When excess glutamate is released, CB1 activity increases to reduce excitotoxic neurotransmission. But CB1also regulates apoptosis (cell death), acting as a switch between cell survival and cell death. Extreme CB1activation could trigger cell death even while it reduces glutamate release. It’s possible that a weak CB1antagonist (that partially blocks CB1 transmission) might limit apoptosis while still reducing glutamate excitotoxicity.

CB2 and neurogenesis

After an initial infatuation with CB1, medical scientists shifted their attention to the CB2 receptor as a drug development target for treating TBI. The CB2 receptor modulates immune function and inflammation. It is expressed primarily in immune cells, metabolic tissue, and the peripheral nervous system.

CB2 receptor expression, unlike CB1, does not vary according to the hour of the day. But during and after severe head trauma, CB2 receptor expression is dramatically “upregulated” in the brain, which means that these receptors rapidly increase in number and density in response to TBI. According to a 2015 study in Neurotherapeutics, “Upregulation of CB2 with no changes in CB1 have been found in TBI.”

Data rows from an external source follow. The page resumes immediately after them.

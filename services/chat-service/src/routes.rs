// API Routes untuk Chat Service dengan OpenAPI documentation
use axum::{
    extract::Request,
    http::{header, HeaderValue, Method},
    middleware::Next,
    response::Response,
    routing::get,
    Router,
};
use std::time::Duration;
use tower::ServiceBuilder;
use tower_http::{cors::CorsLayer, trace::TraceLayer};
use utoipa::openapi::security::{HttpAuthScheme, HttpBuilder, SecurityScheme};
use utoipa::{Modify, OpenApi};
use utoipa_redoc::{Redoc, Servable};
use utoipa_swagger_ui::SwaggerUi;

use crate::{
    config::{AppState, HealthCheckResponse},
    handlers::{conversations, messages, websocket},
};

// Security scheme modifier untuk Bearer authentication
struct SecurityAddon;

impl Modify for SecurityAddon {
    fn modify(&self, openapi: &mut utoipa::openapi::OpenApi) {
        if let Some(components) = openapi.components.as_mut() {
            components.add_security_scheme(
                "bearer_auth",
                SecurityScheme::Http(
                    HttpBuilder::new()
                        .scheme(HttpAuthScheme::Bearer)
                        .bearer_format("JWT")
                        .build()
                ),
            )
        }
    }
}

// OpenAPI Documentation untuk Chat Service
#[derive(OpenApi)]
#[openapi(
    info(
        title = "Chat Service API",
        version = "1.0.0",
        description = "Chat client dengan specialist.\n\n## Features\n\n- Conversation per pasangan client dan specialist\n- Real-time messaging lewat WebSocket `/ws/{id}?token=...`\n- Read state dan unread summary\n\n## WebSocket frames\n\nClient mengirim `{\"content\": \"...\"}`. Server mengirim setiap message baru (termasuk milik pengirim) sebagai `{\"id\", \"conversationId\", \"senderId\", \"senderName\", \"content\", \"createdAt\"}`. Frame yang tidak valid diabaikan.",
    ),
    paths(
        conversations::create_conversation,
        conversations::list_conversations,
        conversations::get_conversation,
        conversations::unread_summary,
        conversations::health_check,
        messages::get_messages,
        messages::send_message,
        websocket::websocket_handler,
    ),
    components(
        schemas(
            crate::domain::Conversation,
            crate::domain::ConversationSummary,
            crate::domain::CreateConversationRequest,
            crate::domain::UnreadCount,
            crate::domain::UnreadSummary,
            crate::domain::ThreadMessage,
            crate::domain::MessageFrame,
            crate::domain::SendMessageRequest,
            HealthCheckResponse,
        )
    ),
    modifiers(&SecurityAddon),
    tags(
        (name = "conversations", description = "Conversation management"),
        (name = "messages", description = "Message thread dan pengiriman"),
        (name = "websocket", description = "Koneksi real-time per conversation"),
        (name = "health", description = "Service health")
    )
)]
pub struct ApiDoc;

// Buat router lengkap dengan docs, CORS, tracing dan security headers
pub fn create_router(state: AppState) -> Router {
    let cors = build_cors(&state.config.frontend_url);
    let openapi = ApiDoc::openapi();

    Router::new()
        .route("/health", get(conversations::health_check))
        .merge(build_api_routes())
        .merge(SwaggerUi::new("/docs").url("/api-docs/openapi.json", openapi.clone()))
        .merge(Redoc::with_url("/redoc", openapi))
        .fallback(not_found_handler)
        .layer(
            ServiceBuilder::new()
                .layer(TraceLayer::new_for_http())
                .layer(cors)
        )
        .layer(axum::middleware::from_fn(security_headers_middleware))
        .with_state(state)
}

fn build_api_routes() -> Router<AppState> {
    Router::new()
        // Conversations
        .route(
            "/conversations",
            get(conversations::list_conversations).post(conversations::create_conversation),
        )
        .route("/conversations/unread", get(conversations::unread_summary))
        .route("/conversations/{id}", get(conversations::get_conversation))

        // Messages
        .route(
            "/conversations/{id}/messages",
            get(messages::get_messages).post(messages::send_message),
        )

        // WebSocket
        .route("/ws/{id}", get(websocket::websocket_handler))
}

fn build_cors(frontend_url: &str) -> CorsLayer {
    let cors = CorsLayer::new()
        .allow_methods([Method::GET, Method::POST, Method::OPTIONS])
        .allow_headers([
            header::ACCEPT,
            header::AUTHORIZATION,
            header::CONTENT_TYPE,
        ])
        .max_age(Duration::from_secs(86400));

    match frontend_url.parse::<HeaderValue>() {
        Ok(origin) => cors.allow_origin(origin),
        Err(_) => {
            tracing::warn!("FRONTEND_URL tidak valid, CORS origin tidak diset: {}", frontend_url);
            cors
        }
    }
}

// Handler untuk 404 errors
async fn not_found_handler() -> Response {
    use axum::response::IntoResponse;
    crate::error::AppError::not_found("API endpoint tidak ditemukan").into_response()
}

// Security Headers Middleware untuk HTTP security
async fn security_headers_middleware(request: Request, next: Next) -> Response {
    let mut response = next.run(request).await;
    let headers = response.headers_mut();

    headers.insert("X-Frame-Options", HeaderValue::from_static("DENY"));
    headers.insert("X-Content-Type-Options", HeaderValue::from_static("nosniff"));
    headers.insert(header::REFERRER_POLICY, HeaderValue::from_static("strict-origin-when-cross-origin"));
    headers.insert(header::CACHE_CONTROL, HeaderValue::from_static("no-store"));
    headers.remove(header::SERVER);

    response
}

Preclinical research has shown that CB2 receptor signaling mitigates many of the molecular processes that underlie neuronal deterioration and cell death after TBI. In 2012, the Journal of Neuropsychiatric Research reported that CB2 receptor activation attenuates blood-brain barrier damage in a rodent model of TBI. Two years later, the Journal of Neuroinflammation noted that the CB2 receptor is instrumental in regulating inflammation and neurovascular responses in the TBI-compromised brain. Genetic deletion of CB2 worsens the outcome of TBI in animal tests, underscoring CB2’s neuroprotective function.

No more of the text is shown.